| Rakshaka |
My CoT group has just finished the first module and is gearing up for the second one. I've foreshadowed Vahnwynne Malkistra (Vampire Hunter turned vampire/ fights with stakes) as a prominent undead hunter who disappeared investigating the shadow beasts (as a warning but also to grow interest into other efforts to combat the shadow beasts.)
Anyways, I'm still a module away from her reappearance, but since she uses magical stakes as weapons and there are a slew of other vampires in the module, I can easily see a situation where my PCs will want to employ the stakes against the other vampires. Problem is, the +1 is kind of meaningless when the main actions players will take with the stakes will be outside of combat (and if she's a vampire hunter and uses them in combat, why not silver stakes to overcome their DR?), essentially administering a coup-de-grace with them.
My question is this: Has anyone developed any hard and fast rule for staking vampires in combat? Would it be considered a called shot? (which I'm aware there are no rules for in 3.5+) Would it require a critical hit to succeed (which would only be on a 20..no +1 Keen Stakes)? Would the vampire get a fortitude save to resist dying (like DC=10+dmg)?
I know this is a little outside the hard rules and delves into the house rules area, but any advice on handling this action would be appreciated.
Karui Kage
|
The rules actually do kind of cover this. "Driving a wooden stake through a helpless vampire's heart instantly slays it (this is a full-round action)." To make someone in combat helpless, you can 'pin' them with some grapple checks. Then have someone else perform the coup-de-grace with the stake.
Alternatively, if you can bring the vampire to 0 and get to its coffin within 1 hour (after 1 hour it stops being helpless) then you can stake it easily then.
| That Guy With the Fox |
Deidre Tiriel wrote:The new Adventurer's Armory has rules for fighting with stakes.Which page, please?
On the back of the Front Cover is the description of the Wooden Stake although it can be Iron as well. It just loses the wooden quality.
Wooden Stake - Simple Light Melee Weapon
Cost -
Damage (S) 1d3
Damage (M) 1d4
Critical x2
Range 10ft
Weight 1 lb.
Type P
Special -
Slightly discussed on Page 5
EDIT: I would assume an Iron Stake may actually cost something.
| Virgil RPG Superstar 2009 Top 32 |
Pinned is not helpless. The pinned condition prohibits most physical actions (not all, since you can attempt to escape) and makes the victim flat-footed. Helpless is a completely separate condition where the victim has an effective 0 Dexterity, cannot defend against any attack, and is vulnerable to coup-de-grace.

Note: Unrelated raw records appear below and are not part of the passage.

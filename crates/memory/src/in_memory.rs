//! In-memory snapshot backend: useful for testing and ephemeral runs.

use async_trait::async_trait;
use prospector_core::error::MemoryError;
use prospector_core::memory::{Snapshot, SnapshotBackend};
use std::sync::Arc;
use tokio::sync::RwLock;

/// A snapshot that lives as long as the process.
///
/// Clones share the same storage, so a test can hand one clone to a
/// `MemoryStore` and inspect the other.
#[derive(Clone, Default)]
pub struct InMemoryBackend {
    snapshot: Arc<RwLock<Snapshot>>,
}

impl InMemoryBackend {
    pub fn new() -> Self {
        Self::default()
    }
}

#[async_trait]
impl SnapshotBackend for InMemoryBackend {
    fn name(&self) -> &str {
        "in_memory"
    }

    async fn load(&self) -> Result<Snapshot, MemoryError> {
        Ok(self.snapshot.read().await.clone())
    }

    async fn save(&self, snapshot: &Snapshot) -> Result<(), MemoryError> {
        *self.snapshot.write().await = snapshot.clone();
        Ok(())
    }
}
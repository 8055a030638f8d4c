//! Topological wave scheduling.

use crate::errors::GraphError;
use indexmap::{IndexMap, IndexSet};
use serde::{Deserialize, Serialize};
use std::collections::{HashMap, VecDeque};

/// Steps that can run in parallel once every earlier group has finished.
#[derive(Debug, Clone, PartialEq, Eq, Serialize, Deserialize)]
pub struct StepGroup {
    /// Position of the group in the schedule.
    pub index: usize,
    /// Step IDs, in recipe declaration order.
    pub steps: Vec<String>,
}

/// Directed graph of step dependencies.
#[derive(Debug, Clone, Default)]
pub struct DependencyGraph {
    nodes: IndexSet<String>,
    edges: IndexMap<String, IndexSet<String>>,
    ancestors: HashMap<String, IndexSet<String>>,
}

impl DependencyGraph {
    /// Creates a graph with the given nodes and no edges.
    pub fn new(nodes: impl IntoIterator<Item = String>) -> Self {
        Self {
            nodes: nodes.into_iter().collect(),
            ..Self::default()
        }
    }

    /// Returns the number of nodes.
    #[must_use]
    pub fn len(&self) -> usize {
        self.nodes.len()
    }

    /// Returns true when the graph has no nodes.
    #[must_use]
    pub fn is_empty(&self) -> bool {
        self.nodes.is_empty()
    }

    /// Adds the edge `from -> to`.
    ///
    /// `to` and all of its descendants inherit `from` and its ancestors.
    pub fn add_edge(&mut self, from: &str, to: &str) {
        if !self
            .edges
            .entry(from.to_string())
            .or_default()
            .insert(to.to_string())
        {
            return;
        }

        let mut inherited: IndexSet<String> = IndexSet::new();
        inherited.insert(from.to_string());
        if let Some(above) = self.ancestors.get(from) {
            inherited.extend(above.iter().cloned());
        }

        let mut queue = VecDeque::from([to.to_string()]);
        let mut visited = IndexSet::new();
        while let Some(node) = queue.pop_front() {
            if !visited.insert(node.clone()) {
                continue;
            }
            let entry = self.ancestors.entry(node.clone()).or_default();
            entry.extend(inherited.iter().filter(|a| **a != node).cloned());
            if let Some(children) = self.edges.get(&node) {
                queue.extend(children.iter().cloned());
            }
        }
    }

    /// Returns every transitive upstream step of `id`.
    #[must_use]
    pub fn upstream_of(&self, id: &str) -> Vec<String> {
        self.ancestors
            .get(id)
            .map(|set| set.iter().cloned().collect())
            .unwrap_or_default()
    }

    /// Returns the direct children of `id`.
    #[must_use]
    pub fn children_of(&self, id: &str) -> Vec<String> {
        self.edges
            .get(id)
            .map(|set| set.iter().cloned().collect())
            .unwrap_or_default()
    }

    /// Sorts the nodes into groups.
    ///
    /// A node lands one group after the last of its parents. Fails when a
    /// cycle, or an edge from an ID that is not a node, leaves nodes
    /// unplaced.
    pub fn sort(&self) -> Result<Vec<StepGroup>, GraphError> {
        if self.nodes.is_empty() {
            return Ok(Vec::new());
        }

        let mut in_degree: HashMap<&str, usize> = HashMap::new();
        for children in self.edges.values() {
            for child in children {
                *in_degree.entry(child.as_str()).or_default() += 1;
            }
        }

        let mut queue: VecDeque<(&str, usize)> = self
            .nodes
            .iter()
            .filter(|id| in_degree.get(id.as_str()).copied().unwrap_or(0) == 0)
            .map(|id| (id.as_str(), 0))
            .collect();

        let mut groups: Vec<Vec<&str>> = Vec::new();
        let mut placed = 0;
        while let Some((id, group)) = queue.pop_front() {
            if groups.len() <= group {
                groups.resize_with(group + 1, Vec::new);
            }
            groups[group].push(id);
            placed += 1;

            for child in self.edges.get(id).into_iter().flatten() {
                if let Some(degree) = in_degree.get_mut(child.as_str()) {
                    *degree -= 1;
                    if *degree == 0 {
                        queue.push_back((child.as_str(), group + 1));
                    }
                }
            }
        }

        if placed < self.nodes.len() {
            let unplaced = self
                .nodes
                .iter()
                .filter(|id| !groups.iter().any(|g| g.contains(&id.as_str())))
                .cloned()
                .collect();
            return Err(GraphError::not_a_dag(unplaced));
        }

        Ok(groups
            .into_iter()
            .enumerate()
            .map(|(index, mut ids)| {
                ids.sort_by_key(|id| self.nodes.get_index_of(*id));
                StepGroup {
                    index,
                    steps: ids.into_iter().map(str::to_string).collect(),
                }
            })
            .collect())
    }
}

#[cfg(test)]
mod tests {
    use super::*;
    use pretty_assertions::assert_eq;

    fn graph(nodes: &[&str], edges: &[(&str, &str)]) -> DependencyGraph {
        let mut g = DependencyGraph::new(nodes.iter().map(|s| (*s).to_string()));
        for (from, to) in edges {
            g.add_edge(from, to);
        }
        g
    }

    fn ids(groups: &[StepGroup]) -> Vec<Vec<&str>> {
        groups
            .iter()
            .map(|g| g.steps.iter().map(String::as_str).collect())
            .collect()
    }

    #[test]
    fn test_chain_plus_independent() {
        let g = graph(&["A", "B", "C", "D"], &[("A", "B"), ("B", "C")]);
        let groups = g.sort().unwrap();
        assert_eq!(ids(&groups), vec![vec!["A", "D"], vec!["B"], vec!["C"]]);
        assert_eq!(groups[2].index, 2);
    }

    #[test]
    fn test_empty_graph() {
        let g = DependencyGraph::new(Vec::new());
        assert!(g.sort().unwrap().is_empty());
    }

    #[test]
    fn test_cycle_is_rejected() {
        let g = graph(&["a", "b", "c"], &[("a", "b"), ("b", "a"), ("a", "c")]);
        let err = g.sort().unwrap_err();
        assert_eq!(err.to_string(), "not a valid dag");
        assert_eq!(err.steps, vec!["a", "b", "c"]);
    }

    #[test]
    fn test_self_loop_is_rejected() {
        let g = graph(&["a"], &[("a", "a")]);
        assert!(g.sort().is_err());
    }

    #[test]
    fn test_diamond_places_join_after_longest_path() {
        let g = graph(
            &["a", "b", "c", "d"],
            &[("a", "b"), ("b", "c"), ("a", "d"), ("c", "d")],
        );
        let groups = g.sort().unwrap();
        assert_eq!(ids(&groups), vec![vec!["a"], vec!["b"], vec!["c"], vec!["d"]]);
    }

    #[test]
    fn test_upstream_is_transitive_regardless_of_edge_order() {
        // b -> c is added before a -> b.
        let g = graph(&["a", "b", "c"], &[("b", "c"), ("a", "b")]);
        let mut upstream = g.upstream_of("c");
        upstream.sort();
        assert_eq!(upstream, vec!["a", "b"]);
        assert_eq!(g.upstream_of("b"), vec!["a"]);
        assert!(g.upstream_of("a").is_empty());
    }

    #[test]
    fn test_group_sizes_sum_to_node_count() {
        let g = graph(
            &["a", "b", "c", "d", "e", "f"],
            &[("a", "c"), ("b", "c"), ("c", "e"), ("d", "e"), ("b", "f")],
        );
        let groups = g.sort().unwrap();
        assert_eq!(groups.iter().map(|g| g.steps.len()).sum::<usize>(), 6);

        let group_of = |id: &str| groups.iter().position(|g| g.steps.iter().any(|s| s == id));
        for (from, to) in [("a", "c"), ("b", "c"), ("c", "e"), ("d", "e"), ("b", "f")] {
            assert!(group_of(from) < group_of(to));
        }
    }

    #[test]
    fn test_duplicate_edges_are_ignored() {
        let g = graph(&["a", "b"], &[("a", "b"), ("a", "b")]);
        assert_eq!(g.children_of("a"), vec!["b"]);
        assert_eq!(ids(&g.sort().unwrap()), vec![vec!["a"], vec!["b"]]);
    }
}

| Christopher Dudley RPG Superstar 2013 Top 32 |
Yeah, I went through my AA as well looking for it. Fortunately, it's a short book.
There's nothing in the game rules about staking through the heart as a combat maneuver, because it's like a called shot, and the rules are abstracted because, the reasoning goes, you're ALWAYS trying to do the most possible damage, therefore everything is a called shot.
As a GM, I don't think I'd allow it as a standard maneuver for every character, because then everyone would do it every time, and vampire boss fights would become very disappointing. Possibly if the player were a dedicated vampire hunter, say a ranger with the Undead favored enemy. This feat might be too prereq-heavy, but it's the first thing that comes to mind:
VAMPIRE HUNTER
You are adept at fighting and killing vampires quickly.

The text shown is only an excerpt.